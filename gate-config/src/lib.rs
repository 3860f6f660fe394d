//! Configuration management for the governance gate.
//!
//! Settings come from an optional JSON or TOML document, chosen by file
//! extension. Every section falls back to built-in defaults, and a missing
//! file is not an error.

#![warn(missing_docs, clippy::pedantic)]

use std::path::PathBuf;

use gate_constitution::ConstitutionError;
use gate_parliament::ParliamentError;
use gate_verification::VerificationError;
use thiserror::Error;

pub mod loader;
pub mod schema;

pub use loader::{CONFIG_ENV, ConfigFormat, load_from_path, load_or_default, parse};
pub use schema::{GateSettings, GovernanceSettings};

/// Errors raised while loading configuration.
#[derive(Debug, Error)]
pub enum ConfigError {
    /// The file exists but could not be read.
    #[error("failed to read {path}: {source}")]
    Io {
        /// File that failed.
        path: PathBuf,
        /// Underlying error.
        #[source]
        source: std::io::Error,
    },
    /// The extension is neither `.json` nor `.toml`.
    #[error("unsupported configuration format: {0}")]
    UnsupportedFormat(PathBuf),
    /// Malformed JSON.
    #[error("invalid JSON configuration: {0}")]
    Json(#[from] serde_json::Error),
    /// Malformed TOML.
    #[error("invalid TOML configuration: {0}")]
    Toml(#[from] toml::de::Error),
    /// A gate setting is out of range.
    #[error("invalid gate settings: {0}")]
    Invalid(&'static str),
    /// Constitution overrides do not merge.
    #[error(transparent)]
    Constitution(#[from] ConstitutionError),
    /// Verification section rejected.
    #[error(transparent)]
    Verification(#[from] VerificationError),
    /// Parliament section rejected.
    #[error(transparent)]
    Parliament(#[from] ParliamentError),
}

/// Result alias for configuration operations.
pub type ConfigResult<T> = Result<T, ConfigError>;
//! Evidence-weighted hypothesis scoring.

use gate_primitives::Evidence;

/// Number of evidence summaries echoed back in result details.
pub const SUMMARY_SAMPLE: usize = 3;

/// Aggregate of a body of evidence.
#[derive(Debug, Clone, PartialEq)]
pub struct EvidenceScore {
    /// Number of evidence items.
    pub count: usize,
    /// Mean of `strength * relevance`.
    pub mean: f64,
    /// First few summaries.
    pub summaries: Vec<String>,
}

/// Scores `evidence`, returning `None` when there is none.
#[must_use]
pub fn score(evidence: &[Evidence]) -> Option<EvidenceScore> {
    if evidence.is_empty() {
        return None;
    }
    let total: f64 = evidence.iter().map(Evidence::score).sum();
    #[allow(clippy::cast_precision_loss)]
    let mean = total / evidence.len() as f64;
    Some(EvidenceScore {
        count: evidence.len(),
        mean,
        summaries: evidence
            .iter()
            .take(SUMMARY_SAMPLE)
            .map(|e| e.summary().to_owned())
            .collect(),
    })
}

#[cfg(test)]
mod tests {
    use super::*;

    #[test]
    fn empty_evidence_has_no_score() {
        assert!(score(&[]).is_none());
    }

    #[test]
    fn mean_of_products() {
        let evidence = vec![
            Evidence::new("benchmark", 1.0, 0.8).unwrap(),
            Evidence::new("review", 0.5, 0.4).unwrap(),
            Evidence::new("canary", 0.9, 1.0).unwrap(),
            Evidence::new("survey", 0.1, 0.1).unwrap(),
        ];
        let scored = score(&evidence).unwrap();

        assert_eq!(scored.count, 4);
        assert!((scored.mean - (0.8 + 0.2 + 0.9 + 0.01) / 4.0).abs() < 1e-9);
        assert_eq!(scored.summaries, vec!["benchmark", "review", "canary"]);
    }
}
---
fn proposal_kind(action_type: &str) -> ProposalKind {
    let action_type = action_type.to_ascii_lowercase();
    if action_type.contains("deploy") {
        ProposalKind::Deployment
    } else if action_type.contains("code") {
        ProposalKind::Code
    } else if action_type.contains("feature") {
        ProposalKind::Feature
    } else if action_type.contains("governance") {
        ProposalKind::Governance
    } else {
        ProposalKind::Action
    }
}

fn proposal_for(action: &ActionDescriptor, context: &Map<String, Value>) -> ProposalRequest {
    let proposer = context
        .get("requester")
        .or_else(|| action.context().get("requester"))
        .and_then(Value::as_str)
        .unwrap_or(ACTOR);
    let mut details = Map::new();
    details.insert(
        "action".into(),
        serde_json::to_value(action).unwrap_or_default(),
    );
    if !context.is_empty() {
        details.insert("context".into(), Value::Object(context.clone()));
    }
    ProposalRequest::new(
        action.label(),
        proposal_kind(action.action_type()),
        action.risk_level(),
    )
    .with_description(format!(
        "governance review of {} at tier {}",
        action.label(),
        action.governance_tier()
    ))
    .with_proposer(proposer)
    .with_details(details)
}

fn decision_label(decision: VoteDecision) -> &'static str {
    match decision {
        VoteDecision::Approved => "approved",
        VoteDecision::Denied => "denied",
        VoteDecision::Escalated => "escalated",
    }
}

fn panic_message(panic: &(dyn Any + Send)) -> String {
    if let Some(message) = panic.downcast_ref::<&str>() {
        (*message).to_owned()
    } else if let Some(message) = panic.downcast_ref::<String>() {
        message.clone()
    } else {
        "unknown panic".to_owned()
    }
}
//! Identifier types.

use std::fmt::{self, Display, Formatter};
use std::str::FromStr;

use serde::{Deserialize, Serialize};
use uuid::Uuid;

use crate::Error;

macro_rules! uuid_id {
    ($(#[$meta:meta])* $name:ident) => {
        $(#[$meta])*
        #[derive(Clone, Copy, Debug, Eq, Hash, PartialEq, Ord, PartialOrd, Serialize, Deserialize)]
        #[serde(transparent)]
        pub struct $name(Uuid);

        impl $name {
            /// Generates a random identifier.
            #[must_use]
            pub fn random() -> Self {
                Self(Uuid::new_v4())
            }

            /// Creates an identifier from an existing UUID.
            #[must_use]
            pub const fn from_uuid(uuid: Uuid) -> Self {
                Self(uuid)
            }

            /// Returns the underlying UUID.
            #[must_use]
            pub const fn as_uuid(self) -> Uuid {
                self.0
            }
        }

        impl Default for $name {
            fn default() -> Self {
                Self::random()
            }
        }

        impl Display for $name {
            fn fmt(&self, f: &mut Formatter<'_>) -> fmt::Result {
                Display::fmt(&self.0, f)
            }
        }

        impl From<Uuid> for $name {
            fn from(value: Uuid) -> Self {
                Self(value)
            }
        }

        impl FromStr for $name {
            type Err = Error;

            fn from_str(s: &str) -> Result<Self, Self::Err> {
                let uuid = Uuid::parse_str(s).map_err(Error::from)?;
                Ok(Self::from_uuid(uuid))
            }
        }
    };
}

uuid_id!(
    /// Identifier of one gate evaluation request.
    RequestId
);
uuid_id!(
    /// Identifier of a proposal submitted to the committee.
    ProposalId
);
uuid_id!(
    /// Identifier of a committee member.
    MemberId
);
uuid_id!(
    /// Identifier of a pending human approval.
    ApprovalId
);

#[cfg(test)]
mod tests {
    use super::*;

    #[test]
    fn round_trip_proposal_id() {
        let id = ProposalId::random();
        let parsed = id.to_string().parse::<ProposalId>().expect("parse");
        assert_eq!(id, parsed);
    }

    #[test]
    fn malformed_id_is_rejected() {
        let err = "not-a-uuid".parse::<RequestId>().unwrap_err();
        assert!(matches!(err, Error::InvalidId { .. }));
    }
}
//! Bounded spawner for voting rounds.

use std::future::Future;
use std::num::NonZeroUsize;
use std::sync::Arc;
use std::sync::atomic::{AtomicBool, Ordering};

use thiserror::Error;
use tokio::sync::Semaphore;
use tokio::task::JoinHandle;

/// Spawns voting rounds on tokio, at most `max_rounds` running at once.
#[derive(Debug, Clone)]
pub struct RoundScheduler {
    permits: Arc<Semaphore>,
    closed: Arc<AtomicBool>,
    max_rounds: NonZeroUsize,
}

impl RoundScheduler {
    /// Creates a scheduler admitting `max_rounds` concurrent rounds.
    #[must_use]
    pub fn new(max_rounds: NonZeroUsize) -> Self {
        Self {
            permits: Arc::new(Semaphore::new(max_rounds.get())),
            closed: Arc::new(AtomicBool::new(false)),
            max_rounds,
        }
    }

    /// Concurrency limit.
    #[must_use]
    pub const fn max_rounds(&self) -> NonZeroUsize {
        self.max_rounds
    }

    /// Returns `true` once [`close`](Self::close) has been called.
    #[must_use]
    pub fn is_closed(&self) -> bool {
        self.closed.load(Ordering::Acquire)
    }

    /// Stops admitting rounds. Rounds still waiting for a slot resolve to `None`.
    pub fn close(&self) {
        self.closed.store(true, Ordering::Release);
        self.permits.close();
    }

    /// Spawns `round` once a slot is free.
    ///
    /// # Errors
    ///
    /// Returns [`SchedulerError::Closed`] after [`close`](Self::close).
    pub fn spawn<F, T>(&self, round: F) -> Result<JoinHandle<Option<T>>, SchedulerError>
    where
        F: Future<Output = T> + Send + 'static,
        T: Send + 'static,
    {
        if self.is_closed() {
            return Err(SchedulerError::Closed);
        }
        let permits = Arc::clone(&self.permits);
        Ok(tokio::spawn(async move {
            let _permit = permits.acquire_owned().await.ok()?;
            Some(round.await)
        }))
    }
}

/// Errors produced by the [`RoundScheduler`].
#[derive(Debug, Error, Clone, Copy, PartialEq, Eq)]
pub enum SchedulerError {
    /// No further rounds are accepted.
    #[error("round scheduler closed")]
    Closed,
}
---
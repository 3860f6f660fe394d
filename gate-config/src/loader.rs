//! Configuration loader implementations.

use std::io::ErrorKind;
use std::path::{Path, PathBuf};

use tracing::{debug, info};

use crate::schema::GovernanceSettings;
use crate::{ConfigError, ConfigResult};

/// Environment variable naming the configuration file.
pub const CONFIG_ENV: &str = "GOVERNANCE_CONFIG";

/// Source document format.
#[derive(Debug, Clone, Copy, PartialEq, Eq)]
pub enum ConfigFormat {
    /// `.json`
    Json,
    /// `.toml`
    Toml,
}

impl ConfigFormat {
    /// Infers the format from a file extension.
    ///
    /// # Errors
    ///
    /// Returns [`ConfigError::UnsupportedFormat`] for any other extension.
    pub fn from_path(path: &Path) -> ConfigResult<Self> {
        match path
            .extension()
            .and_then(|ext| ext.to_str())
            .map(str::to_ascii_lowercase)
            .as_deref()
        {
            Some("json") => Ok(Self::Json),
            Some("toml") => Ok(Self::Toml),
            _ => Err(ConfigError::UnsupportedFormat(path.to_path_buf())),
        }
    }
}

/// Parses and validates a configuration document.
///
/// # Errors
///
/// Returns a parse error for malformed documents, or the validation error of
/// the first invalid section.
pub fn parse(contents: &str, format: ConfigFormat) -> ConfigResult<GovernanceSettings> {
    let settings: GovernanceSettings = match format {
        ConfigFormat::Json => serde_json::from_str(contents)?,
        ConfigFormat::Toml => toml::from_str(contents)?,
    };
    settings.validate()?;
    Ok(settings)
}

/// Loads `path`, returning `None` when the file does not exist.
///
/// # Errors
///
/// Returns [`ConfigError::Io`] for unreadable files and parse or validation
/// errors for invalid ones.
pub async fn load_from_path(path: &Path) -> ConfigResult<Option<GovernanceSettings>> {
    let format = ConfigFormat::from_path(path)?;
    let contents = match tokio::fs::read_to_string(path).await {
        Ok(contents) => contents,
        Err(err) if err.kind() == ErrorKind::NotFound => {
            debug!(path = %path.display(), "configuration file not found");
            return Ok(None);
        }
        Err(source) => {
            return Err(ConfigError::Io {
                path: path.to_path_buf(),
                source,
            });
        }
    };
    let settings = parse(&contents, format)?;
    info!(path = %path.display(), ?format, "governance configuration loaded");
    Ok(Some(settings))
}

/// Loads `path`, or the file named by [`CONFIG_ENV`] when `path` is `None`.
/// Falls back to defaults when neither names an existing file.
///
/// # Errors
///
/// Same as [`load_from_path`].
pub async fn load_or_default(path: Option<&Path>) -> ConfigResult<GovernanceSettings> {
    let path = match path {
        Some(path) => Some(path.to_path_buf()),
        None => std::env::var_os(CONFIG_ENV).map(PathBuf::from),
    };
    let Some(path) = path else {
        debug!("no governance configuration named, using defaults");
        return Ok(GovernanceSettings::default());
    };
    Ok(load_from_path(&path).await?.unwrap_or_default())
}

• **EXERCISE PROMPT**: Please write out, exactly as they appear above, only the lines in the stretch from the line with "filename gate-config/src/lib.rs" through the line with "The extension is".

• **WRITTEN REPLY**:
filename gate-config/src/lib.rs
repository 3860f6f660fe394d
//! Configuration management for the governance gate.
//!
//! Settings come from an optional JSON or TOML document, chosen by file
//! extension. Every section falls back to built-in defaults, and a missing
//! file is not an error.

#![warn(missing_docs, clippy::pedantic)]

use std::path::PathBuf;

use gate_constitution::ConstitutionError;
use gate_parliament::ParliamentError;
use gate_verification::VerificationError;
use thiserror::Error;

pub mod loader;
pub mod schema;

pub use loader::{CONFIG_ENV, ConfigFormat, load_from_path, load_or_default, parse};
pub use schema::{GateSettings, GovernanceSettings};

/// Errors raised while loading configuration.
#[derive(Debug, Error)]
pub enum ConfigError {
    /// The file exists but could not be read.
    #[error("failed to read {path}: {source}")]
    Io {
        /// File that failed.
        path: PathBuf,
        /// Underlying error.
        #[source]
        source: std::io::Error,
    },
    /// The extension is neither `.json` nor `.toml`.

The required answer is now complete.